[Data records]

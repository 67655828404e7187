use std::f64::consts::PI;

pub const MIN_ZOOM: f64 = 0.5;
pub const MAX_ZOOM: f64 = 100.0;

/// Initial camera: centered over India, where the bulk of the report
/// pipeline operates
pub const HOME_LAT: f64 = 20.5937;
pub const HOME_LON: f64 = 78.9629;
pub const HOME_ZOOM: f64 = 3.0;

/// Viewport representing the visible map area and zoom level
/// (Web Mercator, Braille pixel space)
#[derive(Clone)]
pub struct Viewport {
    /// Center longitude (-180 to 180)
    pub center_lon: f64,
    /// Center latitude (-90 to 90)
    pub center_lat: f64,
    /// Zoom level (higher = more zoomed in)
    pub zoom: f64,
    /// Canvas pixel width
    pub width: usize,
    /// Canvas pixel height
    pub height: usize,
}

impl Viewport {
    pub fn new(center_lon: f64, center_lat: f64, zoom: f64, width: usize, height: usize) -> Self {
        Self {
            center_lon,
            center_lat,
            zoom,
            width,
            height,
        }
    }

    /// Create the startup view over the reporting region
    pub fn home(width: usize, height: usize) -> Self {
        Self::new(HOME_LON, HOME_LAT, HOME_ZOOM, width, height)
    }

    /// Move the camera to an absolute position (used by fly-to ticks)
    pub fn set_camera(&mut self, lat: f64, lon: f64, zoom: f64) {
        self.center_lat = lat.clamp(-85.0, 85.0);
        self.center_lon = wrap_lon(lon);
        self.zoom = zoom.clamp(MIN_ZOOM, MAX_ZOOM);
    }

    /// Pan the viewport by pixel delta
    pub fn pan(&mut self, dx: i32, dy: i32) {
        let scale = 360.0 / (self.zoom * self.width as f64);
        self.center_lon = wrap_lon(self.center_lon + dx as f64 * scale);
        // Mercator distortion makes vertical degrees roughly half as tall
        self.center_lat = (self.center_lat - dy as f64 * scale * 0.5).clamp(-85.0, 85.0);
    }

    /// Zoom in by a fixed step
    pub fn zoom_in(&mut self) {
        self.zoom = (self.zoom * 1.5).min(MAX_ZOOM);
    }

    /// Zoom out by a fixed step
    pub fn zoom_out(&mut self) {
        self.zoom = (self.zoom / 1.5).max(MIN_ZOOM);
    }

    /// Zoom in towards a specific pixel location
    pub fn zoom_in_at(&mut self, px: i32, py: i32) {
        self.zoom_at(px, py, 1.5);
    }

    /// Zoom out from a specific pixel location
    pub fn zoom_out_at(&mut self, px: i32, py: i32) {
        self.zoom_at(px, py, 1.0 / 1.5);
    }

    /// Zoom by factor while keeping the point under the cursor fixed
    fn zoom_at(&mut self, px: i32, py: i32, factor: f64) {
        let (lon, lat) = self.unproject(px, py);

        self.zoom = (self.zoom * factor).clamp(MIN_ZOOM, MAX_ZOOM);

        // Where the anchor point lands after zooming, then pan it back
        // under the cursor
        let (new_px, new_py) = self.project(lon, lat);
        self.pan(new_px - px, new_py - py);
    }

    /// Unproject pixel coordinates back to geographic coordinates (lon, lat)
    pub fn unproject(&self, px: i32, py: i32) -> (f64, f64) {
        let scale = self.zoom * self.width as f64;

        let center_x = (self.center_lon + 180.0) / 360.0;
        let center_y = mercator_y(self.center_lat);

        let x = (px as f64 - self.width as f64 / 2.0) / scale + center_x;
        let y = (py as f64 - self.height as f64 / 2.0) / scale + center_y;

        let lon = x * 360.0 - 180.0;
        let lat = (PI * (1.0 - 2.0 * y)).sinh().atan() * 180.0 / PI;

        (lon, lat)
    }

    /// Project a geographic coordinate (lon, lat) to pixel coordinates
    pub fn project(&self, lon: f64, lat: f64) -> (i32, i32) {
        let x = (lon + 180.0) / 360.0;
        let y = mercator_y(lat);

        let center_x = (self.center_lon + 180.0) / 360.0;
        let center_y = mercator_y(self.center_lat);

        let scale = self.zoom * self.width as f64;

        let px = ((x - center_x) * scale + self.width as f64 / 2.0) as i32;
        let py = ((y - center_y) * scale + self.height as f64 / 2.0) as i32;

        (px, py)
    }

    /// Pixels per meter of ground distance at the given latitude
    /// (used to size marker radii)
    pub fn pixels_per_meter(&self, lat: f64) -> f64 {
        // One degree of longitude is ~111,320 m at the equator, shrinking
        // with cos(lat); the marker circle uses the horizontal scale.
        let px_per_degree = self.zoom * self.width as f64 / 360.0;
        let meters_per_degree = 111_320.0 * lat.to_radians().cos().max(0.01);
        px_per_degree / meters_per_degree
    }

    /// Check if a projected point is visible in the viewport
    /// (with `margin` pixels of slack)
    pub fn is_visible(&self, px: i32, py: i32, margin: i32) -> bool {
        px >= -margin
            && px < self.width as i32 + margin
            && py >= -margin
            && py < self.height as i32 + margin
    }

    /// Check if a line segment might be visible (rough bounding box check)
    pub fn line_might_be_visible(&self, p1: (i32, i32), p2: (i32, i32)) -> bool {
        let min_x = p1.0.min(p2.0);
        let max_x = p1.0.max(p2.0);
        let min_y = p1.1.min(p2.1);
        let max_y = p1.1.max(p2.1);

        max_x >= 0 && min_x < self.width as i32 && max_y >= 0 && min_y < self.height as i32
    }
}

/// Wrap longitude into [-180, 180]
pub fn wrap_lon(lon: f64) -> f64 {
    let mut lon = lon;
    if lon > 180.0 {
        lon -= 360.0;
    } else if lon < -180.0 {
        lon += 360.0;
    }
    lon
}

/// Normalized Web Mercator y for a latitude in degrees
fn mercator_y(lat: f64) -> f64 {
    let lat_rad = lat * PI / 180.0;
    (1.0 - (lat_rad.tan() + 1.0 / lat_rad.cos()).ln() / PI) / 2.0
}

#[cfg(test)]
mod tests {
    use super::*;

    #[test]
    fn test_project_center() {
        let vp = Viewport::new(0.0, 0.0, 1.0, 100, 100);
        let (x, y) = vp.project(0.0, 0.0);
        assert_eq!(x, 50);
        assert_eq!(y, 50);
    }

    #[test]
    fn test_pan() {
        let mut vp = Viewport::new(0.0, 0.0, 1.0, 100, 100);
        vp.pan(10, 0);
        assert!(vp.center_lon > 0.0);
    }

    #[test]
    fn test_unproject_roundtrip() {
        let vp = Viewport::new(78.9629, 20.5937, 4.0, 200, 100);
        let (px, py) = vp.project(77.2, 28.6);
        let (lon, lat) = vp.unproject(px, py);
        assert!((lon - 77.2).abs() < 1.0);
        assert!((lat - 28.6).abs() < 1.0);
    }

    #[test]
    fn test_set_camera_clamps() {
        let mut vp = Viewport::home(100, 100);
        vp.set_camera(95.0, 200.0, 1000.0);
        assert_eq!(vp.center_lat, 85.0);
        assert!(vp.center_lon <= 180.0);
        assert_eq!(vp.zoom, MAX_ZOOM);
    }

    #[test]
    fn test_pixels_per_meter_grows_with_zoom() {
        let near = Viewport::new(0.0, 0.0, 10.0, 100, 100);
        let far = Viewport::new(0.0, 0.0, 1.0, 100, 100);
        assert!(near.pixels_per_meter(0.0) > far.pixels_per_meter(0.0));
    }
}
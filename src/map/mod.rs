mod basemap;
mod camera;
mod geometry;
mod markers;
mod projection;
mod renderer;

pub use basemap::{
    default_preference_path, Basemap, BasemapController, FilePreferences, PreferenceStore,
    TileSource,
};
pub use camera::{Camera, CameraCommand, FlyToController, FLY_TO_DURATION_SECS, FLY_TO_ZOOM};
pub use markers::{build_markers, hit_test, Marker};
pub use projection::Viewport;
pub use renderer::{Lod, MapRenderer, MarkerLayer, RenderedMap};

◆ **Task to complete**: Copy the records above exactly, please, but only from the first line through the line containing "pub const HOME_LON: f64 = 78.9629;".

◆ **Response area**:
repository 67655828404e7187
use std::f64::consts::PI;

pub const MIN_ZOOM: f64 = 0.5;
pub const MAX_ZOOM: f64 = 100.0;

/// Initial camera: centered over India, where the bulk of the report
/// pipeline operates
pub const HOME_LAT: f64 = 20.5937;
pub const HOME_LON: f64 = 78.9629;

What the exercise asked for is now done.